Tidak ada bukti pelanggaran atau bahwa Boozman bertindak berdasarkan informasi non-publik — hukum insider trading tetap berlaku bagi anggota parlemen terlepas dari penugasan komitenya. Namun para kritikus berargumen bahwa transaksi yang sepenuhnya diungkapkan dan legal sekalipun, pada perusahaan yang begitu terekspos ke yurisdiksi komite seorang legislator, tetap bisa menimbulkan kesan konflik kepentingan, karena citra seorang anggota komite alokasi anggaran pertahanan yang justru meraup untung dari kontraktor pertahanan sulit dipisahkan dari hubungan finansial yang mendasarinya.

Baca juga: Trump Media Batalkan Treasury CRO dan Prediction Market dengan Crypto.com

Bagian dari pola yang lebih luas

Boozman bukan satu-satunya anggota Kongres yang memperdagangkan saham Palantir. Para legislator secara kolektif telah mengungkapkan 45 transaksi PLTR dalam enam bulan terakhir di berbagai anggota, dengan sembilan transaksi dalam periode itu terbagi antara empat pembelian dan lima penjualan. Pembelian saham Palantir oleh Anggota DPR Jonathan Jackson pada Desember 2025, yang dilakukan saat ia duduk di Komite Hubungan Luar Negeri DPR, memicu kritik serupa dengan alasan yang sama: anggota komite yang berkaitan dengan keamanan nasional memperdagangkan saham perusahaan yang pendapatannya juga bergantung pada kontrak-kontrak terkait keamanan nasional.

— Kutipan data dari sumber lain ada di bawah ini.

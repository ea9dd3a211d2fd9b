//! Headless runner: a random scripted user plays on the virtual clock.
//!
//! Prints one JSON object per observable change to stdout (snapshot plus the
//! events that led to it). Logs go to stderr.

use std::io::{self, BufWriter, Write};

use anyhow::Result;
use clap::Parser;
use rand::rngs::StdRng;
use rand::seq::IndexedRandom;
use rand::SeedableRng;
use serde::Serialize;
use tracing::{info, warn};

use tui_memory::cli::{init_tracing, GameArgs, LogTarget};
use tui_memory::core::{Face, GameSnapshot};
use tui_memory::engine::{GameEngine, GameEvent};
use tui_memory::types::{Mode, TileId};

#[derive(Parser, Debug)]
#[command(name = "autoplay", about = "Play the memory game headlessly and print JSON lines")]
struct Cli {
    #[command(flatten)]
    game: GameArgs,
    /// Stop once this many levels have been cleared.
    #[arg(long, default_value_t = 2)]
    levels: u32,
    /// Hard cap on user picks.
    #[arg(long, default_value_t = 10_000)]
    max_picks: u32,
}

#[derive(Serialize)]
struct Frame<'a> {
    events: &'a [GameEvent],
    snapshot: &'a GameSnapshot,
}

fn main() -> Result<()> {
    let cli = Cli::parse();
    init_tracing(LogTarget::Stderr)?;

    let config = cli.game.engine_config();
    let mode = cli.game.mode.unwrap_or(Mode::Versus);
    info!(seed = config.seed, mode = mode.as_str(), levels = cli.levels, "autoplay");

    let mut engine = GameEngine::new(config);
    let mut user = StdRng::seed_from_u64(config.seed as u64);
    let mut out = BufWriter::new(io::stdout().lock());
    let mut snap = GameSnapshot::default();
    let mut last_revision = None;
    let mut picks = 0;

    engine.choose_mode(mode);

    while engine.level().get() <= cli.levels {
        engine.snapshot_into(&mut snap);
        if last_revision != Some(snap.revision) {
            last_revision = Some(snap.revision);
            let events = engine.take_events();
            write_frame(&mut out, &events, &snap)?;
        }

        if snap.user_can_pick() {
            if picks >= cli.max_picks {
                warn!(picks, "pick limit reached");
                break;
            }
            let hidden: Vec<TileId> = snap
                .tiles
                .iter()
                .filter(|t| t.face == Face::Hidden)
                .map(|t| t.id)
                .collect();
            if let Some(&id) = hidden.choose(&mut user) {
                engine.select_tile(id);
                picks += 1;
            }
        } else if let Some(due) = engine.next_due_ms() {
            engine.advance(due.saturating_sub(engine.now_ms()));
        } else {
            warn!(phase = engine.phase().as_str(), "nothing scheduled and no pick possible");
            break;
        }
    }

    let score = engine.score();
    info!(
        levels = engine.level().get() - 1,
        user = score.user,
        opponent = score.opponent,
        leader = score.leader().map_or("tie", |side| side.as_str()),
        picks,
        virtual_ms = engine.now_ms(),
        "done"
    );
    out.flush()?;
    Ok(())
}

fn write_frame(out: &mut impl Write, events: &[GameEvent], snapshot: &GameSnapshot) -> Result<()> {
    serde_json::to_writer(&mut *out, &Frame { events, snapshot })?;
    writeln!(out)?;
    Ok(())
}
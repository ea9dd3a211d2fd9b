//! Opponent strategy - recall first, guess otherwise
//!
//! The opponent only knows what the [`MemoryLedger`] holds. If it remembers two
//! face-down tiles with the same value it takes them; the first such pair in
//! ledger order wins, so this branch is fully deterministic. Otherwise it flips
//! two face-down tiles picked uniformly at random.

use crate::board::{Board, MatchedSet};
use crate::ledger::MemoryLedger;
use crate::rng::RandomSource;
use crate::types::TileId;

/// The opponent's pick and how it was made.
#[derive(Debug, Clone, Copy, PartialEq, Eq)]
pub enum Choice {
    Recalled([TileId; 2]),
    Guessed([TileId; 2]),
}

impl Choice {
    pub fn pair(&self) -> [TileId; 2] {
        match self {
            Choice::Recalled(pair) | Choice::Guessed(pair) => *pair,
        }
    }

    pub fn is_recalled(&self) -> bool {
        matches!(self, Choice::Recalled(_))
    }
}

/// First remembered pair of distinct, unmatched ids with equal values.
pub fn recall_pair(ledger: &MemoryLedger, matched: &MatchedSet) -> Option<[TileId; 2]> {
    let entries = ledger.entries();
    for (i, &(a, a_value)) in entries.iter().enumerate() {
        if matched.contains(a) {
            continue;
        }
        for &(b, b_value) in &entries[i + 1..] {
            if a != b && a_value == b_value && !matched.contains(b) {
                return Some([a, b]);
            }
        }
    }
    None
}

/// Two distinct unmatched ids, uniformly at random. `None` with fewer than two.
pub fn guess_pair<R: RandomSource + ?Sized>(
    board: &Board,
    matched: &MatchedSet,
    rng: &mut R,
) -> Option<[TileId; 2]> {
    let candidates: Vec<TileId> = board.unmatched(matched).map(|t| t.id).collect();
    let n = candidates.len() as u32;
    if n < 2 {
        return None;
    }

    let first = rng.next_below(n);
    let mut second = rng.next_below(n - 1);
    if second >= first {
        second += 1;
    }
    Some([candidates[first as usize], candidates[second as usize]])
}

/// The opponent's move for the current board.
///
/// Returns `None` once fewer than two tiles are face-down.
pub fn choose_pair<R: RandomSource + ?Sized>(
    ledger: &MemoryLedger,
    board: &Board,
    matched: &MatchedSet,
    rng: &mut R,
) -> Option<Choice> {
    if board.unmatched(matched).nth(1).is_none() {
        return None;
    }
    if let Some(pair) = recall_pair(ledger, matched) {
        return Some(Choice::Recalled(pair));
    }
    guess_pair(board, matched, rng).map(Choice::Guessed)
}
//! Level progression
//!
//! A level is a board size. Level `L` deals `L + 1` pair values
//! (`2..=L + 2`); clearing the board advances to `L + 1`.

use std::ops::RangeInclusive;

use serde::Serialize;

use crate::board::{Board, MatchedSet};
use crate::types::FIRST_PAIR_VALUE;

/// Difficulty level, never below 1.
#[derive(Debug, Clone, Copy, PartialEq, Eq, PartialOrd, Ord, Hash, Serialize)]
#[serde(transparent)]
pub struct Level(u32);

impl Level {
    pub const FIRST: Level = Level(1);

    /// Returns `None` for 0.
    pub fn new(level: u32) -> Option<Self> {
        (level >= 1).then_some(Self(level))
    }

    pub fn get(&self) -> u32 {
        self.0
    }

    pub fn next(&self) -> Self {
        Self(self.0.saturating_add(1))
    }

    /// Distinct pair values dealt at this level.
    pub fn pair_count(&self) -> usize {
        self.0 as usize + 1
    }

    pub fn tile_count(&self) -> usize {
        self.pair_count() * 2
    }

    /// Pair values dealt at this level, ascending.
    pub fn values(&self) -> RangeInclusive<u32> {
        FIRST_PAIR_VALUE..=self.0 + FIRST_PAIR_VALUE
    }
}

impl Default for Level {
    fn default() -> Self {
        Self::FIRST
    }
}

/// True once every tile of a non-empty board is matched.
pub fn is_complete(board: &Board, matched: &MatchedSet) -> bool {
    !board.is_empty() && matched.len() == board.len()
}
//! Framebuffer and style types for terminal rendering.

/// 24-bit RGB color.
#[derive(Debug, Clone, Copy, PartialEq, Eq, Default)]
pub struct Rgb {
    pub r: u8,
    pub g: u8,
    pub b: u8,
}

impl Rgb {
    pub const fn new(r: u8, g: u8, b: u8) -> Self {
        Self { r, g, b }
    }
}

/// Per-cell styling.
#[derive(Debug, Clone, Copy, PartialEq, Eq)]
pub struct CellStyle {
    pub fg: Rgb,
    pub bg: Rgb,
    pub bold: bool,
    pub dim: bool,
}

impl CellStyle {
    pub const fn new(fg: Rgb, bg: Rgb) -> Self {
        Self {
            fg,
            bg,
            bold: false,
            dim: false,
        }
    }

    pub const fn bold(mut self) -> Self {
        self.bold = true;
        self
    }

    pub const fn dim(mut self) -> Self {
        self.dim = true;
        self
    }

    pub const fn cell(self, ch: char) -> Cell {
        Cell { ch, style: self }
    }
}

impl Default for CellStyle {
    fn default() -> Self {
        Self::new(Rgb::new(220, 220, 220), Rgb::new(0, 0, 0))
    }
}

#[derive(Debug, Clone, Copy, PartialEq, Eq)]
pub struct Cell {
    pub ch: char,
    pub style: CellStyle,
}

impl Default for Cell {
    fn default() -> Self {
        CellStyle::default().cell(' ')
    }
}

/// Row-major grid of styled character cells.
#[derive(Debug, Clone, PartialEq, Eq)]
pub struct FrameBuffer {
    width: u16,
    height: u16,
    cells: Vec<Cell>,
}

impl FrameBuffer {
    pub fn new(width: u16, height: u16) -> Self {
        Self {
            width,
            height,
            cells: vec![Cell::default(); width as usize * height as usize],
        }
    }

    pub fn width(&self) -> u16 {
        self.width
    }

    pub fn height(&self) -> u16 {
        self.height
    }

    /// Resize, keeping the allocation when possible. Contents are unspecified
    /// afterwards; callers clear before drawing.
    pub fn resize(&mut self, width: u16, height: u16) {
        if self.width == width && self.height == height {
            return;
        }
        self.width = width;
        self.height = height;
        self.cells
            .resize(width as usize * height as usize, Cell::default());
    }

    fn idx(&self, x: u16, y: u16) -> Option<usize> {
        (x < self.width && y < self.height)
            .then(|| y as usize * self.width as usize + x as usize)
    }

    pub fn get(&self, x: u16, y: u16) -> Option<Cell> {
        self.idx(x, y).map(|i| self.cells[i])
    }

    /// One full row, or `None` past the bottom edge.
    pub fn row(&self, y: u16) -> Option<&[Cell]> {
        let start = self.idx(0, y)?;
        Some(&self.cells[start..start + self.width as usize])
    }

    /// Plain text of a row, for tests and logging.
    pub fn row_text(&self, y: u16) -> String {
        self.row(y)
            .map(|cells| cells.iter().map(|c| c.ch).collect())
            .unwrap_or_default()
    }

    pub fn set(&mut self, x: u16, y: u16, cell: Cell) {
        if let Some(i) = self.idx(x, y) {
            self.cells[i] = cell;
        }
    }

    pub fn clear(&mut self, cell: Cell) {
        self.cells.fill(cell);
    }

    pub fn put_char(&mut self, x: u16, y: u16, ch: char, style: CellStyle) {
        self.set(x, y, style.cell(ch));
    }

    /// Write `s` from `x`, clipped at the right edge. Returns the column after it.
    pub fn put_str(&mut self, x: u16, y: u16, s: &str, style: CellStyle) -> u16 {
        let mut cx = x;
        for ch in s.chars() {
            if cx >= self.width {
                break;
            }
            self.put_char(cx, y, ch, style);
            cx += 1;
        }
        cx
    }

    /// Write a decimal number without allocating. Returns the column after it.
    pub fn put_u32(&mut self, x: u16, y: u16, value: u32, style: CellStyle) -> u16 {
        let mut digits = [0u8; 10];
        let mut n = value;
        let mut len = 0;
        loop {
            digits[len] = b'0' + (n % 10) as u8;
            len += 1;
            n /= 10;
            if n == 0 {
                break;
            }
        }

        let mut cx = x;
        for &d in digits[..len].iter().rev() {
            self.put_char(cx, y, d as char, style);
            cx = cx.saturating_add(1);
        }
        cx
    }

    /// Write `s` centered on row `y`.
    pub fn put_str_centered(&mut self, y: u16, s: &str, style: CellStyle) {
        let len = s.chars().count() as u16;
        let x = self.width.saturating_sub(len) / 2;
        self.put_str(x, y, s, style);
    }

    pub fn fill_rect(&mut self, x: u16, y: u16, w: u16, h: u16, ch: char, style: CellStyle) {
        for dy in 0..h {
            for dx in 0..w {
                self.put_char(x.saturating_add(dx), y.saturating_add(dy), ch, style);
            }
        }
    }

    /// Single-line box outline.
    pub fn draw_box(&mut self, x: u16, y: u16, w: u16, h: u16, style: CellStyle) {
        if w < 2 || h < 2 {
            return;
        }
        let right = x + w - 1;
        let bottom = y + h - 1;

        self.put_char(x, y, '┌', style);
        self.put_char(right, y, '┐', style);
        self.put_char(x, bottom, '└', style);
        self.put_char(right, bottom, '┘', style);
        for cx in x + 1..right {
            self.put_char(cx, y, '─', style);
            self.put_char(cx, bottom, '─', style);
        }
        for cy in y + 1..bottom {
            self.put_char(x, cy, '│', style);
            self.put_char(right, cy, '│', style);
        }
    }
}
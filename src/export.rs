//! Export orchestration: the two top-level entry points that sequence
//! mounting, settlement, capture, and packaging.
//!
//! `export_as_document` produces a standalone HTML document that re-derives
//! its own layout via the embedded fit procedure. `export_as_image`
//! produces PNG or SVG bytes, optionally trying the remote render service
//! first and falling back to local capture without surfacing the failure.

use std::time::{SystemTime, UNIX_EPOCH};

use log::{debug, warn};

use crate::capture::{settle, CaptureOptions, Capturer, Format, WaitPolicy};
use crate::content::CardContent;
use crate::headless::{CardSpec, RenderRequest};
use crate::layout::{
    compute_title_config, fit_procedure_script, ViewportFitSpec, CANVAS_HEIGHT, CANVAS_WIDTH,
};
use crate::theme::{RenderTree, Theme};
use crate::{Error, RenderConfig, Result};

/// Transient parameters for one image export. Never persisted.
#[derive(Debug, Clone)]
pub struct ExportJob {
    pub format: Format,
    pub pixel_ratio: f32,
    pub background_color: Option<String>,
    pub template_id: String,
    pub bottom_reserved_px: u32,
}

impl ExportJob {
    pub fn new(format: Format, theme: &dyn Theme, config: &RenderConfig) -> Self {
        Self {
            format,
            pixel_ratio: config.pixel_ratio,
            background_color: config.background_color.clone(),
            template_id: theme.id().to_string(),
            bottom_reserved_px: config.bottom_reserved_px,
        }
    }
}

/// Measured size of an element the caller already has on screen. Exports
/// against it match the on-screen pixels instead of the canonical canvas.
#[derive(Debug, Clone, Copy)]
pub struct LiveElement {
    pub width: f64,
    pub height: f64,
}

/// Final packaged output of an image export.
#[derive(Debug, Clone)]
pub struct Artifact {
    pub bytes: Vec<u8>,
    pub content_type: &'static str,
    pub filename: String,
}

/// The live instantiation of a theme for one export call.
///
/// Exclusively owned by the call that created it; the realized tree is
/// torn down when the target drops, on every exit path.
pub struct RenderTarget {
    theme_id: String,
    tree: RenderTree,
}

impl RenderTarget {
    pub fn mount(theme: &dyn Theme, content: &CardContent, scale: f64) -> Self {
        debug!("mounting render target for theme '{}'", theme.id());
        Self {
            theme_id: theme.id().to_string(),
            tree: theme.render(content, scale),
        }
    }

    pub fn tree(&self) -> &RenderTree {
        &self.tree
    }
}

impl Drop for RenderTarget {
    fn drop(&mut self) {
        debug!("render target for theme '{}' torn down", self.theme_id);
    }
}

/// Download filename: `{templateId}-{unixMillis}.{ext}`.
pub fn export_filename(template_id: &str, format: Format) -> String {
    let millis = SystemTime::now()
        .duration_since(UNIX_EPOCH)
        .map(|d| d.as_millis())
        .unwrap_or(0);
    format!("{}-{}.{}", template_id, millis, format.extension())
}

/// The orchestrator. Owns the capture chain and the remote-render client;
/// config and registry are read-only after construction.
pub struct ExportOrchestrator {
    capturer: Capturer,
    config: RenderConfig,
    http: reqwest::Client,
}

impl ExportOrchestrator {
    pub fn new(config: RenderConfig) -> Result<Self> {
        config.validate()?;
        let http = reqwest::Client::builder()
            .timeout(std::time::Duration::from_millis(config.remote_timeout_ms))
            .build()
            .map_err(|e| Error::Config(format!("http client: {}", e)))?;
        Ok(Self {
            capturer: Capturer::new(),
            config,
            http,
        })
    }

    /// Swap the capture chain; test use.
    pub fn with_capturer(mut self, capturer: Capturer) -> Self {
        self.capturer = capturer;
        self
    }

    /// Export as a standalone document.
    ///
    /// The file carries the fit procedure inline, so it lays itself out
    /// correctly with no trace of the runtime that produced it. External
    /// font and icon stylesheets are declared only when the theme is not
    /// self-contained.
    pub async fn export_as_document(
        &self,
        theme: &dyn Theme,
        content: &CardContent,
    ) -> Result<String> {
        // Settle exactly as the image path does, so the document is
        // serialized under the same timing regime. The markup itself comes
        // from the theme; no tree is realized for this path.
        settle(&self.config.wait).await;

        let markup = theme.render_static(content);
        let title_spec = compute_title_config(content.card_count(), None);
        let script = fit_procedure_script(
            &title_spec,
            &ViewportFitSpec::default(),
            self.config.wait.settle_ms.max(180),
        );

        let head_links = if theme.is_self_contained() {
            String::new()
        } else {
            concat!(
                "<link rel=\"stylesheet\" href=\"https://fonts.googleapis.com/css2",
                "?family=Inter:wght@400;600;700&display=swap\">\n",
                "<link rel=\"stylesheet\" href=\"https://fonts.googleapis.com/icon",
                "?family=Material+Icons\">\n"
            )
            .to_string()
        };

        Ok(format!(
            concat!(
                "<!doctype html>\n<html>\n<head>\n<meta charset=\"utf-8\">\n",
                "<title>{title}</title>\n{links}",
                "<style>html,body{{margin:0;padding:0}}",
                "#export-canvas{{width:{w}px;height:{h}px;overflow:hidden;",
                "padding-bottom:{reserved}px;box-sizing:border-box}}</style>\n",
                "</head>\n<body>\n<div id=\"export-canvas\">{markup}</div>\n",
                "<script>{script}</script>\n</body>\n</html>\n"
            ),
            title = crate::theme::escape_text(&content.main_title),
            links = head_links,
            w = CANVAS_WIDTH,
            h = CANVAS_HEIGHT,
            reserved = self.config.bottom_reserved_px,
            markup = markup,
            script = script,
        ))
    }

    /// Export as an image.
    ///
    /// With a live element, the capture scale is derived from its measured
    /// size so output matches on-screen pixels; otherwise a fresh target
    /// mounts at the canonical 1920x1080. When the remote path is
    /// preferred and the format is raster, the remote attempt runs first
    /// and must fully resolve before local capture starts; its failure is
    /// logged, never surfaced.
    pub async fn export_as_image(
        &self,
        theme: &dyn Theme,
        content: &CardContent,
        job: &ExportJob,
        live: Option<LiveElement>,
    ) -> Result<Artifact> {
        let scale = live
            .map(|el| (el.width / CANVAS_WIDTH as f64).clamp(0.1, 4.0))
            .unwrap_or(1.0);

        let target = RenderTarget::mount(theme, content, scale);
        settle(&self.config.wait).await;

        if self.config.prefer_remote && job.format == Format::Png {
            match self.remote_render(content, job).await {
                Ok(bytes) => {
                    return Ok(Artifact {
                        bytes,
                        content_type: Format::Png.content_type(),
                        filename: export_filename(&job.template_id, Format::Png),
                    });
                }
                Err(e) => {
                    warn!(
                        "remote render failed ({}); falling back to local capture",
                        e
                    );
                }
            }
        }

        let opts = CaptureOptions {
            width: target.tree().width,
            height: target.tree().height,
            pixel_ratio: job.pixel_ratio,
            background_color: job.background_color.clone(),
            format: job.format,
        };
        let bytes = self.capturer.capture(target.tree(), &opts)?;

        Ok(Artifact {
            bytes,
            content_type: job.format.content_type(),
            filename: export_filename(&job.template_id, job.format),
        })
    }

    /// One bounded attempt against the remote render service. Any failure
    /// class (network, non-2xx, non-image body) is an `Err` here; the
    /// caller decides whether that is terminal.
    async fn remote_render(&self, content: &CardContent, job: &ExportJob) -> Result<Vec<u8>> {
        let endpoint = self
            .config
            .remote_endpoint
            .as_deref()
            .ok_or_else(|| Error::Config("remote render preferred but no endpoint set".into()))?;

        let request = RenderRequest {
            template_id: job.template_id.clone(),
            main_title: content.main_title.clone(),
            cards: content
                .cards
                .iter()
                .map(|c| CardSpec {
                    title: c.title.clone(),
                    desc: c.desc.clone(),
                    icon: c.icon.clone(),
                })
                .collect(),
            dpr: Some(if job.pixel_ratio >= 2.0 { 2 } else { 1 }),
        };

        let mut req = self.http.post(endpoint).json(&request);
        if let Some(token) = &self.config.remote_token {
            req = req.bearer_auth(token);
        }

        let response = req.send().await.map_err(|e| {
            if e.is_timeout() {
                Error::UpstreamTimeout(self.config.remote_timeout_ms)
            } else {
                Error::Other(format!("remote render request failed: {}", e))
            }
        })?;

        if !response.status().is_success() {
            return Err(Error::Other(format!(
                "remote render returned {}",
                response.status()
            )));
        }

        let content_type = response
            .headers()
            .get(reqwest::header::CONTENT_TYPE)
            .and_then(|v| v.to_str().ok())
            .unwrap_or("")
            .to_string();
        if !content_type.starts_with("image/") {
            return Err(Error::Other(format!(
                "remote render returned non-image content type '{}'",
                content_type
            )));
        }

        let bytes = response
            .bytes()
            .await
            .map_err(|e| Error::Other(format!("remote render body read failed: {}", e)))?;
        Ok(bytes.to_vec())
    }
}
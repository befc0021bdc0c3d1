//! Artifact capture: turning a realized [`RenderTree`] into final image
//! bytes through an ordered chain of fallible strategies.
//!
//! PNG runs the full chain: the vector strategy first (one paint model,
//! serialized to SVG or rasterized onto a bitmap), then the direct
//! rasterizer. A strategy failure, or a suspiciously small result, moves on
//! to the next strategy with a `warn!` only; the caller sees a plain
//! success as long as any strategy delivers. SVG has no raster fallback.

use std::io::Cursor;
use std::time::Duration;

use log::warn;
use serde::{Deserialize, Serialize};

use crate::theme::{NodeKind, Rect, RenderNode, RenderTree};
use crate::{Error, Result};

/// Results smaller than this are treated as a failed strategy attempt.
/// A sanity check against truncated encodes, not a correctness guarantee.
pub const MIN_SANE_PNG_BYTES: usize = 1000;

/// Upper bound on waiting for font readiness before capture proceeds
/// regardless of outcome.
pub const FONT_WAIT_BOUND_MS: u64 = 1500;

/// Output format for one capture call.
#[derive(Debug, Clone, Copy, PartialEq, Eq, Serialize, Deserialize)]
#[serde(rename_all = "lowercase")]
pub enum Format {
    Png,
    Svg,
}

impl Format {
    pub fn content_type(&self) -> &'static str {
        match self {
            Format::Png => "image/png",
            Format::Svg => "image/svg+xml",
        }
    }

    pub fn extension(&self) -> &'static str {
        match self {
            Format::Png => "png",
            Format::Svg => "svg",
        }
    }
}

/// Parameters for one capture call. Never persisted.
#[derive(Debug, Clone)]
pub struct CaptureOptions {
    pub width: u32,
    pub height: u32,
    pub pixel_ratio: f32,
    /// Background fill. `None` keeps PNG output transparent.
    pub background_color: Option<String>,
    pub format: Format,
}

/// Bounded waits executed before any strategy reads the tree, so the
/// theme's own fit passes can finish their asynchronous steps.
#[derive(Debug, Clone)]
pub struct WaitPolicy {
    pub font_wait_ms: u64,
    pub icon_font_wait_ms: u64,
    pub settle_ms: u64,
}

impl WaitPolicy {
    pub fn standard() -> Self {
        Self {
            font_wait_ms: FONT_WAIT_BOUND_MS,
            icon_font_wait_ms: 120,
            settle_ms: 180,
        }
    }

    /// No waiting at all; test use.
    pub fn none() -> Self {
        Self {
            font_wait_ms: 0,
            icon_font_wait_ms: 0,
            settle_ms: 0,
        }
    }
}

/// Run the pre-capture waits, always in the same order: embedded fonts
/// (bounded, proceeding regardless of outcome), icon-font faces, then one
/// frame tick plus the settle delay (clamped to 180..=700ms).
pub async fn settle(policy: &WaitPolicy) {
    // In-process trees have no async font pipeline; the bound still applies
    // so a hook that does wait can never stall capture.
    let font_bound = policy.font_wait_ms.min(FONT_WAIT_BOUND_MS);
    let _ = tokio::time::timeout(
        Duration::from_millis(font_bound),
        std::future::ready(()),
    )
    .await;

    if policy.icon_font_wait_ms > 0 {
        tokio::time::sleep(Duration::from_millis(policy.icon_font_wait_ms)).await;
    }

    if policy.settle_ms > 0 {
        // One paint-frame tick, then the settle delay.
        tokio::time::sleep(Duration::from_millis(16)).await;
        tokio::time::sleep(Duration::from_millis(policy.settle_ms.clamp(180, 700))).await;
    }
}

/// One technique for producing image bytes from a realized tree.
/// Strategies only read the tree; buffers they create are owned locals.
pub trait CaptureStrategy: Send + Sync {
    fn name(&self) -> &'static str;

    /// Whether this strategy can emit the requested format.
    fn handles(&self, format: Format) -> bool;

    fn attempt(&self, tree: &RenderTree, opts: &CaptureOptions) -> Result<Vec<u8>>;
}

/// Ordered fallback chain over capture strategies.
pub struct Capturer {
    strategies: Vec<Box<dyn CaptureStrategy>>,
}

impl Capturer {
    /// The production chain: vector capture first, direct raster second.
    pub fn new() -> Self {
        Self {
            strategies: vec![Box::new(VectorStrategy), Box::new(DirectRasterStrategy)],
        }
    }

    /// Custom chain, primarily for tests.
    pub fn with_strategies(strategies: Vec<Box<dyn CaptureStrategy>>) -> Self {
        Self { strategies }
    }

    /// Run the chain for the requested format.
    ///
    /// Every applicable strategy is attempted before the call fails; a
    /// fallback that succeeds is logged and otherwise invisible to the
    /// caller.
    pub fn capture(&self, tree: &RenderTree, opts: &CaptureOptions) -> Result<Vec<u8>> {
        let mut last_err: Option<Error> = None;
        let mut attempted = 0usize;

        for strategy in self.strategies.iter().filter(|s| s.handles(opts.format)) {
            attempted += 1;
            match strategy.attempt(tree, opts) {
                Ok(bytes) => {
                    if opts.format == Format::Png && bytes.len() < MIN_SANE_PNG_BYTES {
                        warn!(
                            "capture strategy '{}' produced a suspiciously small result ({} bytes); trying next",
                            strategy.name(),
                            bytes.len()
                        );
                        last_err = Some(Error::Render(format!(
                            "{}: output below {} byte sanity threshold",
                            strategy.name(),
                            MIN_SANE_PNG_BYTES
                        )));
                        continue;
                    }
                    if attempted > 1 {
                        warn!(
                            "capture degraded: strategy '{}' succeeded after {} failed attempt(s)",
                            strategy.name(),
                            attempted - 1
                        );
                    }
                    return Ok(bytes);
                }
                Err(e) => {
                    warn!("capture strategy '{}' failed: {}", strategy.name(), e);
                    last_err = Some(e);
                }
            }
        }

        let detail = match last_err {
            Some(e) => e.to_string(),
            None => format!("no strategy handles {:?}", opts.format),
        };
        Err(Error::CaptureFailed(detail))
    }
}

impl Default for Capturer {
    fn default() -> Self {
        Self::new()
    }
}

Angka-angka di balik lonjakan saham

Pergerakan saham Palantir tidak lepas dari kinerja bisnis yang mendasarinya. Perusahaan ini membukukan pendapatan kuartal kedua 2026 sekitar $1,94 miliar, naik 93% dari tahun sebelumnya, didorong sebagian oleh pendapatan komersial AS yang melonjak 149% menjadi $764 juta serta pendapatan dari pemerintah yang tumbuh sekitar 90%. Palantir memandu pendapatan tahun penuh 2026 di kisaran $8,15 miliar hingga $8,16 miliar, menyiratkan pertumbuhan tahunan sekitar 82%, sambil mempertahankan margin arus kas bebas yang disesuaikan di atas 60% dan neraca bebas utang. Kombinasi fundamental ini membantu menjelaskan momentum saham tersebut terlepas dari transaksi anggota parlemen mana pun — tapi itu tidak menyelesaikan ketegangan mendasar antara pengawasan kongres dan portofolio pribadi yang terus muncul lewat cerita-cerita seperti milik Boozman ini.